Ten years earlier, when Alyssa was 8, she was diagnosed with a rare brain tumor. Surgeons at Children's Hospital of Pittsburgh were able to remove much of the tumor, and a year of radiation and chemotherapy killed off the rest of the cancer.
But the treatment had left Alyssa — now 24 — with loss of some motor skill function, hearing problems and some issues with brain processing, the Shangolds said.
Alyssa has accomplished a lot considering her initial prognosis was a less than 50 percent chance of surviving the cancer, her parents said. She graduated high school on time in 2009. She earned a bachelor's degree in independent studies, with a concentration in psychology and social work, last year from Edinboro University. She has aspirations of living independently and working with children.
“Things are still challenging for her,” said Steve Shangold, a former CEO at Findlay technology staffing firm Mastech. “She'll never be able to drive on her own.”
The Shangolds hired Mike Duckworth, an adviser with Bank of America Merrill Lynch in Pittsburgh, not knowing that he manages a special needs financial planning practice with clients across the country.
“I just knew Mike was a financial planner,” Steve Shangold said. “It was really through our discussions with Mike about our overall family that he started to talk about us planning for Alyssa's needs.”
Duckworth said the work he and his team does includes all the same functions of traditional financial planning, including wealth management, estate planning and tax strategies. But those services are combined with sophisticated trust planning so a family's wealth doesn't disqualify them from government support programs, which often are funded through Social Security and Medicaid and have asset limits.
“People want to set aside money for a disabled family member and not have that count against them,” Duckworth said.
Duckworth helped the Shangolds find programs that support people with disabilities. Alyssa is living in Florida — the Shangolds are splitting time between Pittsburgh and Naples — in an apartment managed by a group that provides housing, transportation, vocational training and other support to disabled people.

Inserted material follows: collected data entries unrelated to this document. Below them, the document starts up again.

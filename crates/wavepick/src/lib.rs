//! wavepick - order wave selection in Rust
//!
//! Picks the subset of orders and the aisles to visit that maximize units
//! picked per aisle, subject to a wave size range and aisle stock.
//!
//! # Example
//!
//! ```
//! use wavepick::prelude::*;
//!
//! let instance = InstanceLoader::from_str("2 1 2\n1 0 3\n1 0 2\n1 0 5\n1 0 1\n2 5\n").unwrap();
//! let outcome = wavepick::solve_instance(&instance, &SearchConfig::default()).unwrap();
//!
//! assert_eq!(outcome.ratio, 5.0);
//! assert_eq!(outcome.selection.aisles(), &[0]);
//! ```

use std::path::Path;

use thiserror::Error;
use tracing::info;

pub use wavepick_config::{
    ConfigError, SearchConfig, StrategyConfig, TerminationConfig, WaveSizeRule,
};
pub use wavepick_core::{
    InstanceLoader, ProblemInstance, ProblemInstanceBuilder, WaveEvaluation, WavePickError,
    WaveSelection,
};
pub use wavepick_solver::{
    GoodLpAdapter, ParametricSearch, SearchError, SearchOutcome, SolverAdapter, SolverError,
    Strategy,
};

#[cfg(feature = "console")]
pub use wavepick_console as console;

/// Anything that can go wrong between reading an instance and writing a wave.
#[derive(Debug, Error)]
pub enum Error {
    #[error("Failed to load instance: {0}")]
    Instance(#[from] WavePickError),

    #[error("Failed to load configuration: {0}")]
    Config(#[from] ConfigError),

    #[error("Search failed: {0}")]
    Search(#[from] SearchError),

    #[error("I/O error: {0}")]
    Io(#[from] std::io::Error),
}

/// Solves `instance` with the `good_lp` backend, honoring the strategy and
/// termination in `config`.
pub fn solve_instance(
    instance: &ProblemInstance,
    config: &SearchConfig,
) -> Result<SearchOutcome, SearchError> {
    ParametricSearch::configured(instance, GoodLpAdapter::new(), config.clone()).solve()
}

/// Loads an instance file and solves it.
pub fn solve_file(
    path: impl AsRef<Path>,
    config: &SearchConfig,
) -> Result<(ProblemInstance, SearchOutcome), Error> {
    let path = path.as_ref();
    let instance = InstanceLoader::from_path(path)?;
    info!(
        event = "instance_loaded",
        path = %path.display(),
        order_count = instance.order_count(),
        item_count = instance.item_count(),
        aisle_count = instance.aisle_count(),
    );
    let outcome = solve_instance(&instance, config)?;
    Ok((instance, outcome))
}

pub mod prelude {
    pub use super::{
        InstanceLoader, ParametricSearch, ProblemInstance, SearchConfig, SearchOutcome,
        StrategyConfig, WaveSelection, WaveSizeRule,
    };
}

He also helped Steve Shangold transition from being a business executive to work about which he has become passionate since Alyssa's illness. Shangold is active in fundraising for cancer treatments, is a board member of the Children's Hospital of Pittsburgh Foundation and is executive director of ONS:Edge, an arm of the Oncology Nursing Society that helps provide better information to cancer nurses.
While government programs shoulder some of the financial burden, the costs of care for a person with disabilities can be tremendously expensive, ranging from $1,000 a month to $10,000 a month, experts said.
Home care aides cost an average of $19 an hour, or nearly $20,000 a year for 20 hours a week. Adult day care can range from $7,750 to $32,500 a year.
The cost of caring for a person with Autism Spectrum Disorder can be $2.3 million over their lifetime, according to Autism Speaks, an advocacy group.
More families will face those costs as diagnoses of the disorder skyrocket. The Centers for Disease Control has reported that 1 in 68 children were diagnosed in 2010, up from 1 in 150 in 2002.
“You have a population, particularly among children, that is seeing higher diagnoses of conditions that will last a lifetime,” Beck said.
The American College last year began certifying advisers with the Chartered Special Needs Consultant designation — the first and only certification in the country for special needs financial planners, lawyers and others, Beck said. So far, the college has awarded 145 designations and has 335 people working toward it.
Other companies have developed practices around special needs financial planning, including insurance companies Northwestern Mutual, MassMutual and MetLife.
Experts stressed that any family, regardless of income, can benefit from special needs financial planning. At the very least, Beck said, a parent's life insurance policy should be tied to a trust for the family member with a disability.
“You need to protect that person from losing what they're getting or could possibly be getting,” said Joanne Gruszkos, director of the special needs program at MassMutual.